== The problem ==
Among the records that follow, find the line with "repository eabf131d151e0c2a" and the line with "pub key_ids: Vec<[u8;". Set down those lines and all lines between them exactly, without adding anything.

== Supplied material ==

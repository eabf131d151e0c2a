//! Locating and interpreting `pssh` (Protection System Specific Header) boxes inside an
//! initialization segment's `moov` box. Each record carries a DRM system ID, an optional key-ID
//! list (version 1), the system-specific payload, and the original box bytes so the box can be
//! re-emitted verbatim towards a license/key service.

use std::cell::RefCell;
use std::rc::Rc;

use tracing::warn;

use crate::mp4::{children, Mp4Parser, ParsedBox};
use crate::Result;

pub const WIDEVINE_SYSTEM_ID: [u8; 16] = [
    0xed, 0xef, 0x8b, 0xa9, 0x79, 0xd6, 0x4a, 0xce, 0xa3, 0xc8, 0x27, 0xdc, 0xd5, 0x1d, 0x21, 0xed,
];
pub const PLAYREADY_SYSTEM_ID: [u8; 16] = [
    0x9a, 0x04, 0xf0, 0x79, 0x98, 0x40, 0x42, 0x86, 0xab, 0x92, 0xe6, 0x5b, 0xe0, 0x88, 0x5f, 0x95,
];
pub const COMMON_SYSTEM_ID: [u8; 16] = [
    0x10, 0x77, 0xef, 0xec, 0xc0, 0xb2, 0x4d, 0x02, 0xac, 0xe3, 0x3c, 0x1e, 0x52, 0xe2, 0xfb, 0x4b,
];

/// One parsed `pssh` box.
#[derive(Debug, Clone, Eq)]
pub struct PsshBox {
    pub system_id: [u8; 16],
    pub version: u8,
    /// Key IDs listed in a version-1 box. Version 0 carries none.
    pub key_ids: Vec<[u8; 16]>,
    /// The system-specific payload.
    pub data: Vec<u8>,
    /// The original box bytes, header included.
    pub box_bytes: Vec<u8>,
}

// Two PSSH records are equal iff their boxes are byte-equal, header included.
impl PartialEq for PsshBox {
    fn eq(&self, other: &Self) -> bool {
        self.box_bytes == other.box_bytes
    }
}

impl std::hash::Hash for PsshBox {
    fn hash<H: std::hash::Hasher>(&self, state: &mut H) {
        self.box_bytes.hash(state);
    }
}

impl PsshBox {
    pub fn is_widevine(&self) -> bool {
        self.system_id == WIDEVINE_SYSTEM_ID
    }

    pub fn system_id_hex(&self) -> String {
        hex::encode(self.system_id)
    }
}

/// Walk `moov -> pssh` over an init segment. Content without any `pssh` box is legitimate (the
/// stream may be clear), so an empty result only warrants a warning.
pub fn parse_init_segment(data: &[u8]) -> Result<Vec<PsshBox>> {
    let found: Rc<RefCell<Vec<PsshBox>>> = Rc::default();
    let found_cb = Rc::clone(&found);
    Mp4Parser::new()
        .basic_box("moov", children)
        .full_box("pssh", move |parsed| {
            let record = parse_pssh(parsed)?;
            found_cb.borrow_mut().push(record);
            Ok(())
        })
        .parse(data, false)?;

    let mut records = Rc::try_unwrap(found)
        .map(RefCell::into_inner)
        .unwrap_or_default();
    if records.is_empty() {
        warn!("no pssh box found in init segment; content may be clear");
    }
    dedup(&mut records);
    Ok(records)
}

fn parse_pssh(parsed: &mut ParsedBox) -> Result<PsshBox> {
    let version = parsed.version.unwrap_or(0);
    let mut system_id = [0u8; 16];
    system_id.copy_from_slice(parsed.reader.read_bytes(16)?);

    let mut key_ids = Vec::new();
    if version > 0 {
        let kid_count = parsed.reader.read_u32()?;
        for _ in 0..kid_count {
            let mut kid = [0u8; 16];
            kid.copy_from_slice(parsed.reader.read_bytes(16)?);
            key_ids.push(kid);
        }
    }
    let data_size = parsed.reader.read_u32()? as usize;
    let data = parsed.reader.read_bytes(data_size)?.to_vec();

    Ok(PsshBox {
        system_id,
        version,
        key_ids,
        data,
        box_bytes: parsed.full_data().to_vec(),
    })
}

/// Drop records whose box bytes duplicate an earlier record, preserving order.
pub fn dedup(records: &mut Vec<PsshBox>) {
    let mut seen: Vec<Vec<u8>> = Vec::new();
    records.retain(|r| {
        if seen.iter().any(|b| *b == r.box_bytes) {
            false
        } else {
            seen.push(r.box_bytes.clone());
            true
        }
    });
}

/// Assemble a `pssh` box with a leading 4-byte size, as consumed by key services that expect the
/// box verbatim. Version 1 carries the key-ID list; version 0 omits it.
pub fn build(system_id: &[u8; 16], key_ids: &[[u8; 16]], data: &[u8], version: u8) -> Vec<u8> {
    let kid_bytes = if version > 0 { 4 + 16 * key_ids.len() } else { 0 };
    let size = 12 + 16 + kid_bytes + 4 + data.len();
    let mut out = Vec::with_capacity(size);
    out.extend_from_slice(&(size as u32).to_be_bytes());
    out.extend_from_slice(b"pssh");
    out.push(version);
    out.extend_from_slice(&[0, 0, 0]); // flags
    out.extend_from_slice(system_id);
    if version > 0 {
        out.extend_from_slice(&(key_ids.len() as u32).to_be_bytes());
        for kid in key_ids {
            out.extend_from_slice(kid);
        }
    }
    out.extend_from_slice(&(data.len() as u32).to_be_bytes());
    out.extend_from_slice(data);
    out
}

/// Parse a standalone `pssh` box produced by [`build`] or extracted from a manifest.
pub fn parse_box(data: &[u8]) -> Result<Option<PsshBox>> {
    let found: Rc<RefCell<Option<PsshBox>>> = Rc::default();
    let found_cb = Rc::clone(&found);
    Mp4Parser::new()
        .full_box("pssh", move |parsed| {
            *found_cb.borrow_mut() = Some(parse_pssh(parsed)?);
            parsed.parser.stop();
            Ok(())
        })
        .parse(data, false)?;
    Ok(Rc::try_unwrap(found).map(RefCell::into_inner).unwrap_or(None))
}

---

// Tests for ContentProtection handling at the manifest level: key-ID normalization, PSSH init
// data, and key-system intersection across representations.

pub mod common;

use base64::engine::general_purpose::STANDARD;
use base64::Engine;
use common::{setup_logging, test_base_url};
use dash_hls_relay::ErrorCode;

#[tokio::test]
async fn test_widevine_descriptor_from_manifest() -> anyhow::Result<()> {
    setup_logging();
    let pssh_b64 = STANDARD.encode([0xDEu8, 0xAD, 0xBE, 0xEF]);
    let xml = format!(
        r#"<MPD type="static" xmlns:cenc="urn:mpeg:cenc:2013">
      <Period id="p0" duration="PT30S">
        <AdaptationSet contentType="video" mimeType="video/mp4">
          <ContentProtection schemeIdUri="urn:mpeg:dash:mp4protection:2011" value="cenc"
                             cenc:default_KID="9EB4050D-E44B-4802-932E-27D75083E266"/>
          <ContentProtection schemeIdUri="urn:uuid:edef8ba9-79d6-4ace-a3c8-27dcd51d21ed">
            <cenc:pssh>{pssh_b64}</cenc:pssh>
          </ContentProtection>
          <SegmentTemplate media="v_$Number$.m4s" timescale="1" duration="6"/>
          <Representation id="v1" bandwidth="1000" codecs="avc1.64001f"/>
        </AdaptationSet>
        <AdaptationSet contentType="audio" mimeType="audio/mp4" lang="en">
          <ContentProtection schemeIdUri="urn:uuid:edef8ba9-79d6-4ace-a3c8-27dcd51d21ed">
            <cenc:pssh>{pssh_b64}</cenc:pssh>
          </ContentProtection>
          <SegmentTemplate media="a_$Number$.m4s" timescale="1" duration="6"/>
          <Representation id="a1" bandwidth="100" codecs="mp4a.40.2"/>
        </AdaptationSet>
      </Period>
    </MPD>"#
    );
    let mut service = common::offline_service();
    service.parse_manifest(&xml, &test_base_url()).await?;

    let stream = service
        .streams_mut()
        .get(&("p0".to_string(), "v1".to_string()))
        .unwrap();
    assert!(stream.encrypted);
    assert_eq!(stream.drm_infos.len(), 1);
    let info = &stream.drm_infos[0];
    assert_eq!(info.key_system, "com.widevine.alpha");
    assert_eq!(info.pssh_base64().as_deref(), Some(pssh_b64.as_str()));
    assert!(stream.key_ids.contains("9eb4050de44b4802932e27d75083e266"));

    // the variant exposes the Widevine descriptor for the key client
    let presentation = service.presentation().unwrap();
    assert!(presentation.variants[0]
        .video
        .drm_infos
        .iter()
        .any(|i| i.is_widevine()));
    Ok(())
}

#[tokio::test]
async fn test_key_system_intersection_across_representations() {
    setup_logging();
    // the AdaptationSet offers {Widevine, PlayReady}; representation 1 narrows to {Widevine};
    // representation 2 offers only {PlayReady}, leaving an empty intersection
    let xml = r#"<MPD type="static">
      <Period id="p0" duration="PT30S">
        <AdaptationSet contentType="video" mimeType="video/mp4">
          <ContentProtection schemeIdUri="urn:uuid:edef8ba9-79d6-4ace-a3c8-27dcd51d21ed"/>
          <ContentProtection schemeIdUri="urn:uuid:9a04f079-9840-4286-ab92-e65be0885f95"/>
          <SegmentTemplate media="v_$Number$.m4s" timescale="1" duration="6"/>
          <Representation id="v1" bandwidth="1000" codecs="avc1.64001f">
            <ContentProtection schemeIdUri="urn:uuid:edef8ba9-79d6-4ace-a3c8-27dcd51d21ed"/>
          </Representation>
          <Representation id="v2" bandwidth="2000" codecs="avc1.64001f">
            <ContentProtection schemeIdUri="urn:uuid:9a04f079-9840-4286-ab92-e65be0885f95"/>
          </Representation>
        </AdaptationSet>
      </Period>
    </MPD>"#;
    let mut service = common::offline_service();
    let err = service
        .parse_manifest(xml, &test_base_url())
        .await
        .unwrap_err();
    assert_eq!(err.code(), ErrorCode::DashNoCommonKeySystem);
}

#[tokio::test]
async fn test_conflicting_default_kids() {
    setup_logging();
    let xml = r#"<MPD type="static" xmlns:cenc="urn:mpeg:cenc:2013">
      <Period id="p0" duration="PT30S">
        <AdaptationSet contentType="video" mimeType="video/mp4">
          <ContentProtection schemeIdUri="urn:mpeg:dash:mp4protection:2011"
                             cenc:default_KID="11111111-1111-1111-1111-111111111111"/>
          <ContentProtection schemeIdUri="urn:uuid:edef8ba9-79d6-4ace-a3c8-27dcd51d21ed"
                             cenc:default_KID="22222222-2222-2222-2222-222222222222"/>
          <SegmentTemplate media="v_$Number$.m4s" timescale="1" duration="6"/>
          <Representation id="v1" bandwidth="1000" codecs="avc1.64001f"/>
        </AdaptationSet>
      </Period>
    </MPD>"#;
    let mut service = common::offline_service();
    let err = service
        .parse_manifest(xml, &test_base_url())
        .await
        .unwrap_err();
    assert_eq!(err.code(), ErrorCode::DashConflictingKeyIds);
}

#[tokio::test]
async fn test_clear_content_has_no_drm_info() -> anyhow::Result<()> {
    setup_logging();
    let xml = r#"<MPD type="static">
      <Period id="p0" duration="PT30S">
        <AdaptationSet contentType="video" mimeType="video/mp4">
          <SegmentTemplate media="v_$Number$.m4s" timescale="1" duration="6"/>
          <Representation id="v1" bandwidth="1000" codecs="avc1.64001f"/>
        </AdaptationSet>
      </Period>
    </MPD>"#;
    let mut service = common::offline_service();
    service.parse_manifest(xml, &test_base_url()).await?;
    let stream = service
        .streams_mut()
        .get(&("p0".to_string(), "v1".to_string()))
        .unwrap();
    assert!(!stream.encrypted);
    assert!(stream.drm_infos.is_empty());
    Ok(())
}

== Response to this exercise ==
repository eabf131d151e0c2a
//! Locating and interpreting `pssh` (Protection System Specific Header) boxes inside an
//! initialization segment's `moov` box. Each record carries a DRM system ID, an optional key-ID
//! list (version 1), the system-specific payload, and the original box bytes so the box can be
//! re-emitted verbatim towards a license/key service.

use std::cell::RefCell;
use std::rc::Rc;

use tracing::warn;

use crate::mp4::{children, Mp4Parser, ParsedBox};
use crate::Result;

pub const WIDEVINE_SYSTEM_ID: [u8; 16] = [
    0xed, 0xef, 0x8b, 0xa9, 0x79, 0xd6, 0x4a, 0xce, 0xa3, 0xc8, 0x27, 0xdc, 0xd5, 0x1d, 0x21, 0xed,
];
pub const PLAYREADY_SYSTEM_ID: [u8; 16] = [
    0x9a, 0x04, 0xf0, 0x79, 0x98, 0x40, 0x42, 0x86, 0xab, 0x92, 0xe6, 0x5b, 0xe0, 0x88, 0x5f, 0x95,
];
pub const COMMON_SYSTEM_ID: [u8; 16] = [
    0x10, 0x77, 0xef, 0xec, 0xc0, 0xb2, 0x4d, 0x02, 0xac, 0xe3, 0x3c, 0x1e, 0x52, 0xe2, 0xfb, 0x4b,
];

/// One parsed `pssh` box.
#[derive(Debug, Clone, Eq)]
pub struct PsshBox {
    pub system_id: [u8; 16],
    pub version: u8,
    /// Key IDs listed in a version-1 box. Version 0 carries none.
    pub key_ids: Vec<[u8; 16]>,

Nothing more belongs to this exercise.